Abstract
Aim
To determine whether topical antifungal prophylaxis distributed by paid village health workers (VHWs) in south India is necessary after corneal abrasion to prevent fungal keratitis in a population where half of the ulcers are fungal.
Methods
Two panchayaths (village administrative units in Madurai district with a combined population of 48 039 were followed prospectively for 18 months by 15 VHWs who were trained to identify post‐traumatic corneal abrasions. Patients fulfilling the eligibility criteria were randomised into two groups and treated with either 1% chloramphenicol and 1% clotrimazole ointment or 1% chloramphenicol and a placebo ointment three times a day for 3 days. Patients, doctors and VHWs were blinded to treatment.
Results
During the 18‐month period, 1365 people reported to VHWs with ocular injuries, of whom 374 with corneal abrasions were eligible for treatment. Of these, 368 (98.5%) abrasions healed without complications. Two patients had mild localised allergic reactions to the ointment, two dropped out and two patients in the placebo group developed microscopic culture‐negative corneal stromal infiltrates that healed in 1 week with natamycin drops.
Conclusions
Both fungal and bacterial ulcers that occur after traumatic corneal abrasions seem to be effectively prevented in a village setting using only antibiotic prophylaxis.

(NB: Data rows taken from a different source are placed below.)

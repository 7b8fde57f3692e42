use crate::ir::{Graph, NodeId};
use serde::Deserialize;

#[derive(Debug, thiserror::Error)]
pub enum ParseError {
    #[error("Malformed graph document: {0}")]
    Json(#[from] serde_json::Error),
    #[error("Node {0} is defined more than once")]
    DuplicateNode(NodeId),
    #[error("Edge {from} -> {to} points to an unknown node")]
    UnknownTarget { from: NodeId, to: NodeId },
    #[error("Node {id} has a negative size ({width}x{height})")]
    NegativeSize { id: NodeId, width: i32, height: i32 },
}

#[derive(Debug, Default)]
pub struct ParseOutput {
    pub graph: Graph,
    /// Entry requested by the document, if any.
    pub entry: Option<NodeId>,
}

impl ParseOutput {
    /// The requested entry, or the smallest node id.
    pub fn entry_or_first(&self) -> Option<NodeId> {
        self.entry
            .or_else(|| self.graph.nodes.keys().next().copied())
    }
}

#[derive(Debug, Deserialize)]
#[serde(deny_unknown_fields)]
struct GraphDocument {
    #[serde(default)]
    entry: Option<NodeId>,
    #[serde(default)]
    nodes: Vec<NodeDocument>,
}

#[derive(Debug, Deserialize)]
#[serde(deny_unknown_fields)]
struct NodeDocument {
    id: NodeId,
    #[serde(default)]
    width: i32,
    #[serde(default)]
    height: i32,
    #[serde(default)]
    edges: Vec<EdgeDocument>,
}

/// An edge is either a bare target id or `{"target": id}`.
#[derive(Debug, Deserialize)]
#[serde(untagged)]
enum EdgeDocument {
    Target(NodeId),
    Object { target: NodeId },
}

impl EdgeDocument {
    fn target(&self) -> NodeId {
        match self {
            EdgeDocument::Target(target) | EdgeDocument::Object { target } => *target,
        }
    }
}

/// Parse a graph document:
///
/// ```json
/// {"entry": 1, "nodes": [{"id": 1, "width": 120, "height": 40, "edges": [2, 3]}]}
/// ```
///
/// Edge order inside a node is kept, since it drives placement.
pub fn parse_graph(input: &str) -> Result<ParseOutput, ParseError> {
    let document: GraphDocument = serde_json::from_str(input)?;

    let mut graph = Graph::new();
    for node in &document.nodes {
        if graph.contains(node.id) {
            return Err(ParseError::DuplicateNode(node.id));
        }
        if node.width < 0 || node.height < 0 {
            return Err(ParseError::NegativeSize {
                id: node.id,
                width: node.width,
                height: node.height,
            });
        }
        graph.add_node(node.id, node.width, node.height);
    }

    for node in &document.nodes {
        for edge in &node.edges {
            let target = edge.target();
            if !graph.contains(target) {
                return Err(ParseError::UnknownTarget {
                    from: node.id,
                    to: target,
                });
            }
            graph.add_edge(node.id, target);
        }
    }

    Ok(ParseOutput {
        graph,
        entry: document.entry,
    })
}
impl LazyAggregate for WidenMinMax {
    type Update = MinMax;

    fn no_update() -> MinMax {
        MinMax::EMPTY
    }

    fn apply(update: MinMax, value: MinMax) -> MinMax {
        value.merge(update)
    }

    fn compose(newer: MinMax, older: MinMax) -> MinMax {
        older.merge(newer)
    }
}

/// Point assignment, range minimum, nearest-position-below-bound searches.
pub type PointMinTree = PointTree<Min>;
/// Range assignment, range maximum.
pub type RangeAssignMaxTree = LazyTree<AssignMax>;
/// Range widen, range (minimum, maximum).
pub type RangeMinMaxTree = LazyTree<WidenMinMax>;

impl PointMinTree {
    /// Rightmost position in `[0, position]` holding a value below `bound`.
    pub fn rightmost_less_than(&self, position: usize, bound: i32) -> Option<usize> {
        self.rightmost_matching(position, |value| value < bound)
    }

    /// Leftmost position in `[position, len)` holding a value below `bound`.
    pub fn leftmost_less_than(&self, position: usize, bound: i32) -> Option<usize> {
        self.leftmost_matching(position, |value| value < bound)
    }
}

impl RangeAssignMaxTree {
    pub fn set_range(&mut self, left: usize, right: usize, value: i32) {
        self.update(left, right, Some(value));
    }

    pub fn range_max(&mut self, left: usize, right: usize) -> i32 {
        self.query(left, right)
    }
}

impl RangeMinMaxTree {
    pub fn widen_range(&mut self, left: usize, right: usize, value: i32) {
        self.update(left, right, MinMax::point(value));
    }

    pub fn range_min_max(&mut self, left: usize, right: usize) -> MinMax {
        self.query(left, right)
    }
}
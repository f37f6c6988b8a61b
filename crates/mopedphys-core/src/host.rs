use crate::types::{Pose, Vec2};
use crate::Scalar;

/// The rigid-body surface the vehicle core mutates. One shared body per
/// vehicle, one writer per tick; the host owns storage and integration.
///
/// `apply_force_at` and `apply_torque` follow the force-mode convention: the
/// change in velocity is `force * inv_mass * dt` (and the induced torque
/// integrates the same way), so callers pass plain forces, not impulses.
pub trait HostBody {
    fn pose(&self) -> Pose;
    fn velocity(&self) -> crate::types::Velocity;
    fn mass(&self) -> Scalar;

    fn set_linear_vel(&mut self, lin: Vec2);
    fn set_angular_vel(&mut self, ang_deg: Scalar);
    fn apply_force_at(&mut self, force: Vec2, world_point: Vec2, dt: Scalar);
    fn apply_torque(&mut self, torque: Scalar, dt: Scalar);
}
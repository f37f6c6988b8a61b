#[derive(Copy, Clone, Debug, Default)]
pub struct StepStats {
    pub rays_cast: u32,
    pub wheels_grounded: u32,
    pub vehicles: u32,
}
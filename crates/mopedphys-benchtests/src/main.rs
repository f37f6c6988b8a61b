// Scripted locomotion bench: two bikes on a flat-into-ramp course, driven
// through a drive / launch / flip / land / destroy sequence with periodic
// state-hash prints for cross-machine comparison.

use mopedphys_core::{hex32, pose, vec2, BodyId, SurfaceId, SurfaceMask, VehicleId, Velocity};
use mopedphys_dynamics::BodyDesc;
use mopedphys_io::TuningData;
use mopedphys_terrain::GroundProfile;
use mopedphys_vehicles::AxisInput;
use mopedphys_viz::DebugSettings;
use mopedphys_world::{MassProps, World, WorldBuilder};

/* ---------- tiny env helpers ---------- */
fn env_u32(key: &str, default: u32) -> u32 {
    std::env::var(key).ok().and_then(|s| s.parse::<u32>().ok()).unwrap_or(default)
}
fn env_f32(key: &str, default: f32) -> f32 {
    std::env::var(key).ok().and_then(|s| s.parse::<f32>().ok()).unwrap_or(default)
}

/* ====================== SCENE BUILDER ====================== */
struct Scene {
    world: World,
    bike: VehicleId,
    bike_body: BodyId,
    chaser: VehicleId,
    chaser_body: BodyId,
}

/// 60 m of flat road, a 10 m ramp up to 2.5 m, then a drop back to flat.
/// The gap after the ramp lip is what sends a fast bike airborne.
fn build_course() -> GroundProfile {
    let cell = 0.5_f32;
    let mut heights = Vec::with_capacity(200);
    for i in 0..200usize {
        let x = i as f32 * cell;
        let h = if x < 60.0 {
            0.0
        } else if x < 70.0 {
            (x - 60.0) * 0.25
        } else {
            0.0
        };
        heights.push(h);
    }
    GroundProfile::from_heights(cell, heights, SurfaceId(0), SurfaceMask(1))
}

fn build_scene(print_every: u32) -> anyhow::Result<Scene> {
    let mut w = WorldBuilder::new().with_capacity(16).build();
    w.set_ground(build_course());
    w.set_debug(DebugSettings {
        print_every,
        show_bodies: true,
        show_vehicles: true,
        max_lines: 8,
        ..DebugSettings::default()
    });

    let tuning = TuningData::reference_bike();

    let bike_body = w.add_body(BodyDesc {
        pose: pose(vec2(5.0, 0.9), 0.0),
        vel: Velocity::default(),
        mass: MassProps::from_box(vec2(0.8, 0.25), 1.25),
        dynamic: true,
    });
    let bike = w.add_vehicle(
        bike_body,
        tuning.drive_params(),
        tuning.stability_params(),
        &tuning.suspension_params(),
    )?;

    let chaser_body = w.add_body(BodyDesc {
        pose: pose(vec2(2.0, 0.9), 0.0),
        vel: Velocity::default(),
        mass: MassProps::from_box(vec2(0.8, 0.25), 1.25),
        dynamic: true,
    });
    let chaser = w.add_vehicle(
        chaser_body,
        tuning.drive_params(),
        tuning.stability_params(),
        &tuning.suspension_params(),
    )?;

    Ok(Scene { world: w, bike, bike_body, chaser, chaser_body })
}

/// Input script for the lead bike: settle, drive hard at the ramp, tuck a
/// forward flip over the lip, level out for the landing, then die on impact.
fn lead_input(tick: u32, airborne: bool) -> AxisInput {
    match tick {
        0..=119 => AxisInput { drive: 0.0, spin: 0.0 },
        120..=899 => {
            if airborne {
                AxisInput { drive: 1.0, spin: -0.6 }
            } else {
                AxisInput { drive: 1.0, spin: 0.0 }
            }
        }
        _ => AxisInput { drive: 0.2, spin: 0.0 },
    }
}

/* ====================== MAIN ====================== */
fn main() -> anyhow::Result<()> {
    let hz = env_u32("MPHYS_HZ", 60).clamp(30, 240);
    let dt = env_f32("MPHYS_DT", 1.0 / hz as f32);
    let ticks = env_u32("MPHYS_TICKS", 1200);
    let print_every = env_u32("MPHYS_PRINT_EVERY", 120);
    let destroy_at = env_u32("MPHYS_DESTROY_AT", 1000);

    let Scene { mut world, bike, bike_body, chaser, chaser_body } = build_scene(print_every)?;

    let mut peak_height = 0.0_f32;
    let mut airborne_ticks = 0u32;

    for tick in 0..ticks {
        world.set_vehicle_input(bike, lead_input(tick, !world.vehicle_grounded(bike)));
        // the chaser just cruises, giving the hash a second body to cover
        world.set_vehicle_input(chaser, AxisInput { drive: 0.6, spin: 0.0 });

        if tick == destroy_at {
            world.notify_destroyed(bike);
            println!("tick {tick}  lead bike destroyed (latched)");
        }

        let stats = world.step(dt);

        let p = world.body_pose(bike_body);
        peak_height = peak_height.max(p.pos.y);
        if !world.vehicle_grounded(bike) {
            airborne_ticks += 1;
        }

        if print_every != 0 && tick % print_every == 0 {
            println!(
                "tick {tick:4}  lead=({:+7.2},{:+5.2}) ang={:+7.1} speed={:+.2} g={}  chaser_x={:+7.2}  wheels={}  hash={}",
                p.pos.x,
                p.pos.y,
                p.angle_deg,
                world.vehicle_speed(bike),
                world.vehicle_grounded(bike),
                world.body_pose(chaser_body).pos.x,
                stats.wheels_grounded,
                &hex32(world.step_hash())[..16]
            );
        }
    }

    println!("peak height = {peak_height:.2} m   airborne = {airborne_ticks} ticks");
    println!("lead state  = {:?}", world.vehicle_state(bike));
    println!("chaser x    = {:+.2}", world.body_pose(chaser_body).pos.x);
    println!("final hash  = {}", hex32(world.step_hash()));
    Ok(())
}
pub mod scalar;
pub mod ids;
pub mod types;
pub mod hash;
pub mod time;
pub mod schedule;
pub mod step_ctx;
pub mod queries;
pub mod host;

pub use scalar::{Scalar, RAD_TO_DEG, DEG_TO_RAD};
pub use ids::{BodyId, VehicleId, SurfaceId};
pub use types::{Vec2, Pose, Velocity, vec2, pose};
pub use hash::{StepHasher, hash_vec2, hash_scalar, hex32};
pub use time::StepStats;
pub use schedule::{StepStage, schedule_digest};
pub use step_ctx::StepCtx;
pub use queries::{GroundRay, RayHit, SurfaceMask};
pub use host::HostBody;
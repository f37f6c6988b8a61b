use core::fmt;

#[derive(Copy, Clone, Debug, Eq, PartialEq, Hash)]
pub struct BodyId(pub u32);
impl fmt::Display for BodyId { fn fmt(&self, f: &mut fmt::Formatter<'_>) -> fmt::Result { write!(f, "BodyId({})", self.0) } }

#[derive(Copy, Clone, Debug, Eq, PartialEq, Hash)]
pub struct VehicleId(pub u32);
impl fmt::Display for VehicleId { fn fmt(&self, f: &mut fmt::Formatter<'_>) -> fmt::Result { write!(f, "VehicleId({})", self.0) } }

#[derive(Copy, Clone, Debug, Eq, PartialEq, Hash)]
pub struct SurfaceId(pub u32);
impl fmt::Display for SurfaceId { fn fmt(&self, f: &mut fmt::Formatter<'_>) -> fmt::Result { write!(f, "SurfaceId({})", self.0) } }
#![deny(missing_docs)]
//! Two-wheeled vehicle locomotion on a raycast suspension (MVP).
//!
//! Defines per-wheel suspension parameters, driver input, and a
//! `VehicleInstance` advanced once per fixed tick with `step`.
//!
//! This crate is *world-agnostic*: the host hands in a [`HostBody`] for the
//! shared chassis rigid body and a [`GroundRay`] for ground queries, both
//! resolved at assembly time. No ambient lookups and no back-door access to a
//! sibling's ray state; grounded state and contact points are read off
//! [`SuspensionPoint`] accessors.
//!
//! [`HostBody`]: mopedphys_core::HostBody
//! [`GroundRay`]: mopedphys_core::GroundRay

mod drive;
mod suspension;

pub use drive::{AxisInput, DriveParams, VehicleInstance, VehicleState, INPUT_DEADZONE};
pub use suspension::{SuspensionParams, SuspensionPoint, SuspensionSample};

With the worldwide decrease in trachoma and other traditional causes of blindness, such as onchocerciasis and leprosy, the World Health Organization (WHO) has recognised that corneal blindness resulting from microbial keratitis is emerging as an important cause of visual disability.1 The incidence of corneal ulcers in south‐east Asia is especially high compared with other parts of the world. A retrospective study from south India2 in 1993 found an incidence of 113 ulcers per 100 000 annually, 10 times that of the US,3 whereas in Nepal4 the incidence was 799 per 100 000. Similar high rates of corneal ulceration have been reported from Bhutan5 and Burma,6 leading to the warning that a “silent epidemic” of corneal blindness may be occurring in this region as a result of these infections.7
Studies in south‐east Asia have also shown that the greatest risk factor for corneal ulceration is corneal abrasion. In Nepal8 and India,9 only 53% and 65%, respectively, of all patients with corneal ulcers could remember having a prior abrasion, but these percentages are probably low because of recall bias. In Bhutan,5 where 98% of ulcers are bacterial, no ulceration developed in any patients treated with 1% chloramphenicol ointment after corneal abrasion. Meanwhile, the incidence of ulceration in the surrounding control districts remained at 301 per 100 000. From these and other observations, it seems that trivial corneal injury is indeed the main risk factor for microbial keratitis in developing countries and that proper prophylactic treatment of these injuries can prevent ulcers from occurring. In the Bhaktapur Eye Study in Nepal,4 keratitis was prevented in 407 (96%) of the 424 patients reporting within 48 h after corneal abrasion. However, there were 18 “breakthrough” ulcers that occurred despite prophylaxis with 1% chloramphenicol ointment, and all were culture‐proved bacterial infections. This was unexpected because it is known that 20% of culture‐proved ulcers in Nepal8 are fungal, and therefore at least a few of the breakthrough ulcers should have grown fungal pathogens. In a recent study in Burma,10 where two thirds of all corneal ulcers are caused by fungi, microbial keratitis was found to be prevented in all patients presenting with a corneal abrasion, using a prophylactic combination of 1% chloramphenicol and 1% clotrimazole ointment for 3 days. It was assumed that clotrimazole was effective in preventing fungal ulcers, whereas chloramphenicol prevented bacterial infections, but is this assumption correct? Is an antifungal drug really needed to prevent fungal keratitis after corneal abrasion in a country where fungal pathogens commonly cause ulceration?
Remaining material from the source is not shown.